In Feelings Poetry, Gary McLauchlan attempts to capture and convey the deep emotions of his heart. McLauchlan’s more than sixty poems cover a wide variety of topics from family, prayer, teddy bears, the news, bullying, and natural occurrences like snow and storms to everything in between. It is clear to readers that McLauchlan likes to write poems about all of his experiences. His thoughts are simple observations that everyone can understand, even those who are not poetry connoisseurs.
Several poems, including “Criminal Record,” “Adults Only,” and “Search Engines Guilty, I” shed light on the author’s background and views on pornography. In “Adults Only,” McLauchlan says, “Porn Treated As Being Dirty / Can We Be Dirty Sexually / Seeing Adults Only For Other Adults Acting only / Are Adults Wrong Watching Pornography / Not To Everyone’s Taste That’s Agreed Partly / With A Lop Sided Opinion Against Materal Adults Only.” While readers understand that he feels pornography has a place and is too often vilified, his sentiments here and elsewhere are muddled at best.
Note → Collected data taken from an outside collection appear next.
#[cfg(test)]
mod tests {
    use super::*;
    use crate::convert::layout::{PageLayout, PageLine};
    use crate::convert::render::render_pages;
    use rstest::rstest;

    fn pdf_with_pages(texts: &[&str]) -> Bytes {
        let layout = PageLayout::default();
        let pages: Vec<Vec<PageLine>> = texts
            .iter()
            .map(|t| vec![PageLine::body(*t)])
            .collect();
        Bytes::from(render_pages(&pages, &layout).unwrap())
    }

    #[test]
    fn test_analyze_counts_pages() {
        let data = pdf_with_pages(&["one", "two", "three"]);
        let metadata = PdfAdapter.analyze(&data);
        assert_eq!(metadata.page_count, Some(3));
    }

    #[test]
    fn test_analyze_garbage_is_empty() {
        let metadata = PdfAdapter.analyze(&Bytes::from_static(b"%PDF-1.4 garbage"));
        assert_eq!(metadata, DocumentMetadata::default());
    }

    #[test]
    fn test_merge_preserves_page_count_and_order() {
        let a = SourceDocument::new("a.pdf", pdf_with_pages(&["alpha one", "alpha two"]));
        let b = SourceDocument::new("b.pdf", pdf_with_pages(&["bravo"]));

        let outcome = merge_pdf_buffers(&[a, b], &MergeOptions::default()).unwrap();
        assert_eq!(outcome.page_count, 3);
        assert_eq!(outcome.documents_merged, 2);
        assert!(outcome.warnings.is_empty());

        let merged = Document::load_mem(&outcome.data).unwrap();
        let pages: Vec<u32> = merged.get_pages().keys().copied().collect();
        let first = merged.extract_text(&[pages[0]]).unwrap();
        let last = merged.extract_text(&[pages[2]]).unwrap();
        assert!(first.contains("alpha"));
        assert!(last.contains("bravo"));
    }

    #[test]
    fn test_merge_skips_corrupt_inputs() {
        let good = SourceDocument::new("good.pdf", pdf_with_pages(&["ok"]));
        let bad = SourceDocument::new("bad.pdf", Bytes::from_static(b"%PDF-1.7 broken"));

        let result = PdfAdapter.merge_same_format(&[bad, good], &MergeOptions::default());
        assert!(result.success);
        assert_eq!(result.warnings.len(), 1);
        assert!(result.warnings[0].starts_with("bad.pdf"));
        assert_eq!(result.metadata.unwrap().page_count, Some(1));
    }

    /// A PDF whose root page node holds `Kids` behind a reference.
    fn pdf_with_indirect_kids(text: &str) -> Bytes {
        let mut doc = Document::load_mem(&pdf_with_pages(&[text])).unwrap();
        let root = pages_root(&doc).unwrap();
        let kids = doc
            .get_dictionary(root)
            .and_then(|pages| pages.get(b"Kids"))
            .cloned()
            .unwrap();
        let kids_id = doc.add_object(kids);
        doc.get_dictionary_mut(root)
            .unwrap()
            .set("Kids", Object::Reference(kids_id));
        let mut data = Vec::new();
        doc.save_to(&mut data).unwrap();
        Bytes::from(data)
    }

    #[test]
    fn test_merge_skips_inputs_that_cannot_be_appended() {
        let base = SourceDocument::new("base.pdf", pdf_with_indirect_kids("base"));
        let extra = SourceDocument::new("extra.pdf", pdf_with_pages(&["extra"]));

        let outcome = merge_pdf_buffers(&[base, extra], &MergeOptions::default()).unwrap();
        assert_eq!(outcome.documents_merged, 1);
        assert_eq!(outcome.page_count, 1);
        assert_eq!(outcome.warnings.len(), 1);
        assert!(outcome.warnings[0].starts_with("extra.pdf"));

        let merged = Document::load_mem(&outcome.data).unwrap();
        let pages: Vec<u32> = merged.get_pages().keys().copied().collect();
        assert!(merged.extract_text(&pages).unwrap().contains("base"));
    }

    #[test]
    fn test_merge_fails_without_pages() {
        let bad = SourceDocument::new("bad.pdf", Bytes::from_static(b"nope"));
        let result = PdfAdapter.merge_same_format(&[bad], &MergeOptions::default());
        assert!(!result.success);
        assert!(result.error.unwrap().contains("no pages"));
    }

    #[test]
    fn test_metadata_only_when_requested() {
        let src = SourceDocument::new("a.pdf", pdf_with_pages(&["x"]));
        let options = MergeOptions {
            output_name: "Quarterly".to_string(),
            ..Default::default()
        };
        let outcome = merge_pdf_buffers(std::slice::from_ref(&src), &options).unwrap();
        let metadata = PdfAdapter.analyze(&Bytes::from(outcome.data));
        assert_eq!(metadata.title.as_deref(), Some("Quarterly"));
        assert!(metadata.created_date.is_some());

        let options = MergeOptions {
            preserve_metadata: false,
            ..Default::default()
        };
        let outcome = merge_pdf_buffers(&[src], &options).unwrap();
        let metadata = PdfAdapter.analyze(&Bytes::from(outcome.data));
        assert!(metadata.title.is_none());
    }

    #[rstest]
    #[case(Quality::Low)]
    #[case(Quality::Medium)]
    #[case(Quality::High)]
    fn test_every_quality_produces_valid_pdf(#[case] quality: Quality) {
        let src = SourceDocument::new("a.pdf", pdf_with_pages(&["x", "y"]));
        let options = MergeOptions {
            quality,
            ..Default::default()
        };
        let outcome = merge_pdf_buffers(&[src.clone(), src], &options).unwrap();
        assert!(outcome.data.starts_with(b"%PDF-"));
        assert_eq!(outcome.page_count, 4);
    }

    #[rstest]
    #[case("D:20240315093000Z", "2024-03-15T09:30:00Z")]
    #[case("D:20240315", "2024-03-15T00:00:00Z")]
    #[case("D:2024", "2024-01-01T00:00:00Z")]
    fn test_parse_pdf_date(#[case] raw: &str, #[case] expected: &str) {
        let parsed = parse_pdf_date(raw).unwrap();
        assert_eq!(parsed.to_rfc3339_opts(chrono::SecondsFormat::Secs, true), expected);
    }

    #[test]
    fn test_parse_pdf_date_rejects_garbage() {
        assert!(parse_pdf_date("yesterday").is_none());
    }

    #[test]
    fn test_validate_structure() {
        assert!(PdfAdapter.validate_structure(&pdf_with_pages(&["x"])).is_ok());
        let err = PdfAdapter
            .validate_structure(&Bytes::from_static(b"%PDF-1.4\n%%EOF"))
            .unwrap_err();
        assert!(matches!(
            err,
            DocMergeError::Corrupted { .. } | DocMergeError::PasswordProtected { .. }
        ));
    }
}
Feelings Poetry contains numerous grammatical and spelling errors. McLauchlan has chosen to capitalize each word in each poem; while his use of capitals is within his right as a poet, it makes reading the poems a tedious experience. In addition, the poet’s phrasings are often wordy.
The author’s name appears at the end of each poem, as does a footer, “Continued on the Next Page,” when poems do not fit on one page. These elements make the reader feel like the author is talking down to them. The poems are arranged alphabetically by title, but a thematic organization might have deepened the emotional effect of the poems.
McLauchlan employs several favorite poetry devices that begin to feel tiresome over time. For example, he uses repetition habitually, and he frequently couples it with play with adjectives and adverbs. For example, “Everyone Loves Teddy Bears Cutely / Collectors Love Teddy Bears Valuably.” The poems are rarely punctuated, which may bother some readers.
McLauchlan’s commitment to self-expression is admirable, but he lacks depth in poetic craft and his poetic feelings and insights are rather pedestrian. As a result, Feelings Poetry reads more like a rough portfolio of unfinished drafts and sketches of ideas rather than a professional book full of polished pieces.